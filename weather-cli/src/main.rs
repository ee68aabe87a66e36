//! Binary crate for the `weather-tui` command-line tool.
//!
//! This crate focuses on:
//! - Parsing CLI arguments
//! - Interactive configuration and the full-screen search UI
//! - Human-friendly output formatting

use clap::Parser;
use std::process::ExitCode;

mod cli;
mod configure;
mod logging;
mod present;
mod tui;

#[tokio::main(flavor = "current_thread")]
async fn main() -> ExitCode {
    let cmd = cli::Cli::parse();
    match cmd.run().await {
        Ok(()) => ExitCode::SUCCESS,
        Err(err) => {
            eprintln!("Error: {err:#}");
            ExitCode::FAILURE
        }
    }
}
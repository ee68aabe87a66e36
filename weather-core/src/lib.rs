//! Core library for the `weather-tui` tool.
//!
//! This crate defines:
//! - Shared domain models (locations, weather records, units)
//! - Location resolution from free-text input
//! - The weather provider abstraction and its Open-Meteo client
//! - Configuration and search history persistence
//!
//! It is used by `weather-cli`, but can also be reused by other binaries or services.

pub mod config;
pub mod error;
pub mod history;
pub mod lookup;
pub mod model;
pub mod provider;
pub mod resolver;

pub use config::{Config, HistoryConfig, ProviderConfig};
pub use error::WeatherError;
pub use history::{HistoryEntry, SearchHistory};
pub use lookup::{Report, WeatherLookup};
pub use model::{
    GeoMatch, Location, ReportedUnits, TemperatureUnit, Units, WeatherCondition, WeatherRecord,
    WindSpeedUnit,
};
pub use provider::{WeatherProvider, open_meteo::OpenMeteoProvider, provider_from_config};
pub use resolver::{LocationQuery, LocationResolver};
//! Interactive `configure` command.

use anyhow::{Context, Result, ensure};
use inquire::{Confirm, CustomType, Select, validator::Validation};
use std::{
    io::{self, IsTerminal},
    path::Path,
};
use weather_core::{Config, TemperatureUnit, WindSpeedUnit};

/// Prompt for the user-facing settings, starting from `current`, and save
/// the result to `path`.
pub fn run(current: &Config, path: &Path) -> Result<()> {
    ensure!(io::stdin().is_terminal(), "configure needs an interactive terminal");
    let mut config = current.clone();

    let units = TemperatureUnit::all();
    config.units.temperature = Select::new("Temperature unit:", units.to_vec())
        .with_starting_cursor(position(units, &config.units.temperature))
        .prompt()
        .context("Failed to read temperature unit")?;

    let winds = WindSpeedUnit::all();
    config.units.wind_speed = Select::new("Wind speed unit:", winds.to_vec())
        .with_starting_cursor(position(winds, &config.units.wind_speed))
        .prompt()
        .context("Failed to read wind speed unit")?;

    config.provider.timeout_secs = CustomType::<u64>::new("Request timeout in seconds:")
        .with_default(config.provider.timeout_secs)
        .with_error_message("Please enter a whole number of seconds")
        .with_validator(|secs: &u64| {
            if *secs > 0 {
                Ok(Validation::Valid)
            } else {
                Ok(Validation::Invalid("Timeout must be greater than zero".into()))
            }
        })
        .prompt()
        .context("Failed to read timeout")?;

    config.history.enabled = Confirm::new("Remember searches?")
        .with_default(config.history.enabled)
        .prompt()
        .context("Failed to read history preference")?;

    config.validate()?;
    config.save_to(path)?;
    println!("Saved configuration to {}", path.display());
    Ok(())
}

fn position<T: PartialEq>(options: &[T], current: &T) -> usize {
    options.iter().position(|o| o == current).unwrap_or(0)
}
· · · ·
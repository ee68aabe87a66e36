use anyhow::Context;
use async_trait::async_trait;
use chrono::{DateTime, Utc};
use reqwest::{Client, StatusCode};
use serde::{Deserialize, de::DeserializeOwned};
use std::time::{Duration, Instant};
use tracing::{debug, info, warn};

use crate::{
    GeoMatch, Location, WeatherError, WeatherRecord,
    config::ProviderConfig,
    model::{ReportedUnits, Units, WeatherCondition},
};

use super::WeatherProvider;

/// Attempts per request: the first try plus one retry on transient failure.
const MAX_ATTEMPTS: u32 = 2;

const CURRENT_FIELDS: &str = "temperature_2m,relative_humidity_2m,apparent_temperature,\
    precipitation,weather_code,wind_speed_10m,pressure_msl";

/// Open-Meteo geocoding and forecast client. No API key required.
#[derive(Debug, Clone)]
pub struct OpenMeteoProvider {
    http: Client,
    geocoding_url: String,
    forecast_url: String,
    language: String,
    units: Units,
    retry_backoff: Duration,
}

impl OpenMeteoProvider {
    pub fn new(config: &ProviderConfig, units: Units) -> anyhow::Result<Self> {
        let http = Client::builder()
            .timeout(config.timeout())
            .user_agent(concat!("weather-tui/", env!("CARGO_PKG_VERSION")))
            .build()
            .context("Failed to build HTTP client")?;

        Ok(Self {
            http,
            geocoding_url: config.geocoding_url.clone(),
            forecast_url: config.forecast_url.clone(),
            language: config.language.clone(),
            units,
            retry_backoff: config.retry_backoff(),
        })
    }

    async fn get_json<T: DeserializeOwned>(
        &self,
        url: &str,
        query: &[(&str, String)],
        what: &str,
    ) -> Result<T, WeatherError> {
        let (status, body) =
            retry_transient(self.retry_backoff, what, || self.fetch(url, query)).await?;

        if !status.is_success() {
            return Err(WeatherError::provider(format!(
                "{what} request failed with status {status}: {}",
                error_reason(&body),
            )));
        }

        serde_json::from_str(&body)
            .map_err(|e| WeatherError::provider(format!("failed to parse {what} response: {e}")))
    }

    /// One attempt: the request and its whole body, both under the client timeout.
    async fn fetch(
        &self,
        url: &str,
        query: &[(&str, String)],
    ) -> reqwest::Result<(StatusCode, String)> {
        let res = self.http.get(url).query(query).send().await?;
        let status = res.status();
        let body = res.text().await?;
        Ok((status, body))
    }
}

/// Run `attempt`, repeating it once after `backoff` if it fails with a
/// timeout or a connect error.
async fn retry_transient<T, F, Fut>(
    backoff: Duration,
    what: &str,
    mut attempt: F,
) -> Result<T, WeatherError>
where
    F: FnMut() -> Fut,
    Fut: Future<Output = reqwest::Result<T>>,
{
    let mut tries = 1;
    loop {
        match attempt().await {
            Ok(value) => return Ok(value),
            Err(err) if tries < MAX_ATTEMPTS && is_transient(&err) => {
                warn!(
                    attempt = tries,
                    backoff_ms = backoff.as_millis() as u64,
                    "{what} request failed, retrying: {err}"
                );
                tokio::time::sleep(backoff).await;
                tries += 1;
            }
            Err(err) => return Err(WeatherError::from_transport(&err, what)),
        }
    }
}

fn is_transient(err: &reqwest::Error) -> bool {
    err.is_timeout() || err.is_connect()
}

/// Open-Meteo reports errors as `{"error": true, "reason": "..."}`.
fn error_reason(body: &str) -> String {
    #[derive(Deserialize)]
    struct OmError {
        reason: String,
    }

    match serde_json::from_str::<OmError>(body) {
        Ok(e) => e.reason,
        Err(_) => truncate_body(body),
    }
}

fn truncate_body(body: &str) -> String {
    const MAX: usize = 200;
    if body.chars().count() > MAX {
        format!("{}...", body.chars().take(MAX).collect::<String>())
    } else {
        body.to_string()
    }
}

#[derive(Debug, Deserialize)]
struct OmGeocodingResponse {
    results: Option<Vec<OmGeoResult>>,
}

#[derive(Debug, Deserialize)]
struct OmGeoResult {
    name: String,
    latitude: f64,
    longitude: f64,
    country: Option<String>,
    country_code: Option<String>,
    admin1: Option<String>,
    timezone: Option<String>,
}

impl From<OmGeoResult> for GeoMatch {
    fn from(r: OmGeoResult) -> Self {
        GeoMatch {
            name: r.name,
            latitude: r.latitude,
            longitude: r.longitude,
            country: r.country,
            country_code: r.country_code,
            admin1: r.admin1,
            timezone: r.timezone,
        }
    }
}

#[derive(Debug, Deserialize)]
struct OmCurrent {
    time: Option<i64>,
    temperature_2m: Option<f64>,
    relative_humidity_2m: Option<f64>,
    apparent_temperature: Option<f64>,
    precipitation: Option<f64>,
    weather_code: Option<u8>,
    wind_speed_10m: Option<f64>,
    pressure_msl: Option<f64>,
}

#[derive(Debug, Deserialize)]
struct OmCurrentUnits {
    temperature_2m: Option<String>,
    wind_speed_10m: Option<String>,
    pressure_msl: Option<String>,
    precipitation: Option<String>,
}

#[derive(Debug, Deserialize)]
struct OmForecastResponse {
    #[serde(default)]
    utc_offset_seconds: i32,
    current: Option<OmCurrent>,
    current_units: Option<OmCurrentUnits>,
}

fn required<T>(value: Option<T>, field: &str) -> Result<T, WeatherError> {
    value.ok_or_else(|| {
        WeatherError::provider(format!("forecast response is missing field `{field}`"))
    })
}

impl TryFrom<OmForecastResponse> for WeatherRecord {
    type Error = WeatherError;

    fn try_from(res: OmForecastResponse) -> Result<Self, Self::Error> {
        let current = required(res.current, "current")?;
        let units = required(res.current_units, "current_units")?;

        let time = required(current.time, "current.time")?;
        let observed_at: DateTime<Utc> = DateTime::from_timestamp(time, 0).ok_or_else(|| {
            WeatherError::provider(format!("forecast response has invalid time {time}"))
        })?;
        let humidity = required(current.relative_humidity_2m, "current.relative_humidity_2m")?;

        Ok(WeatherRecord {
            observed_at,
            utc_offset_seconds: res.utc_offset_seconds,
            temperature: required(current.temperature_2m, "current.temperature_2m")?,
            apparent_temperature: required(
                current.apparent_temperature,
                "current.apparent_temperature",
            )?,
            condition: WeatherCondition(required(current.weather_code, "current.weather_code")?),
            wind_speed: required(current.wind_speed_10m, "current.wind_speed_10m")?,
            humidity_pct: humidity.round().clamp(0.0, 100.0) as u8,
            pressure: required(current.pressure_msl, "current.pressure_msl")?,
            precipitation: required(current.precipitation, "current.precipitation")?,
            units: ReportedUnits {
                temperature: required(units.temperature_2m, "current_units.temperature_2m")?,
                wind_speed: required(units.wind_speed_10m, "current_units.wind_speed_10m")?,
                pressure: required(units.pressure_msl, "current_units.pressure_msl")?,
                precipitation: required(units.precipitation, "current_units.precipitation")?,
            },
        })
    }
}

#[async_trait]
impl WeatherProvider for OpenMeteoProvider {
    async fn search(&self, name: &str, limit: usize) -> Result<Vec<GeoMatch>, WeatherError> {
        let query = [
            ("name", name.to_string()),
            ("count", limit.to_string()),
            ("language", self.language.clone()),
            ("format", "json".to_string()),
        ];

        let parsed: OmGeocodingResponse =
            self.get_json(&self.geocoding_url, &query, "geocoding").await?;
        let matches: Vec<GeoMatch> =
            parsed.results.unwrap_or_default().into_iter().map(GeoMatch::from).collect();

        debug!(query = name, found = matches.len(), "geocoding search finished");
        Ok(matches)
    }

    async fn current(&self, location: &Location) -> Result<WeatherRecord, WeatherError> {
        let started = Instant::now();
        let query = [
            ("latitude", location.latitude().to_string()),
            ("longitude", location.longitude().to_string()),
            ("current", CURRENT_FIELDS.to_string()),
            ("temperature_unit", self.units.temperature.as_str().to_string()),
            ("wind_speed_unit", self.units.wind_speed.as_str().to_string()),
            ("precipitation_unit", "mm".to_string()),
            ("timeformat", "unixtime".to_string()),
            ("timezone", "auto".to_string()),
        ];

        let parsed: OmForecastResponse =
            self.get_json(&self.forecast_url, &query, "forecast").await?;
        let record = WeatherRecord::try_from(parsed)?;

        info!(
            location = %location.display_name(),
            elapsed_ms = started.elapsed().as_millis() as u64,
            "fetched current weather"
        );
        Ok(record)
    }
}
· · · ·
### Prompt
Starting at the line above that contains "let res = self.http.get(url).query(query).send().await?;", write out each line exactly until the line that contains "#[derive(Deserialize)]" has been written, and stop there.

### Output
        let res = self.http.get(url).query(query).send().await?;
        let status = res.status();
        let body = res.text().await?;
        Ok((status, body))
    }
}

/// Run `attempt`, repeating it once after `backoff` if it fails with a
/// timeout or a connect error.
async fn retry_transient<T, F, Fut>(
    backoff: Duration,
    what: &str,
    mut attempt: F,
) -> Result<T, WeatherError>
where
    F: FnMut() -> Fut,
    Fut: Future<Output = reqwest::Result<T>>,
{
    let mut tries = 1;
    loop {
        match attempt().await {
            Ok(value) => return Ok(value),
            Err(err) if tries < MAX_ATTEMPTS && is_transient(&err) => {
                warn!(
                    attempt = tries,
                    backoff_ms = backoff.as_millis() as u64,
                    "{what} request failed, retrying: {err}"
                );
                tokio::time::sleep(backoff).await;
                tries += 1;
            }
            Err(err) => return Err(WeatherError::from_transport(&err, what)),
        }
    }
}

fn is_transient(err: &reqwest::Error) -> bool {
    err.is_timeout() || err.is_connect()
}

/// Open-Meteo reports errors as `{"error": true, "reason": "..."}`.
fn error_reason(body: &str) -> String {
    #[derive(Deserialize)]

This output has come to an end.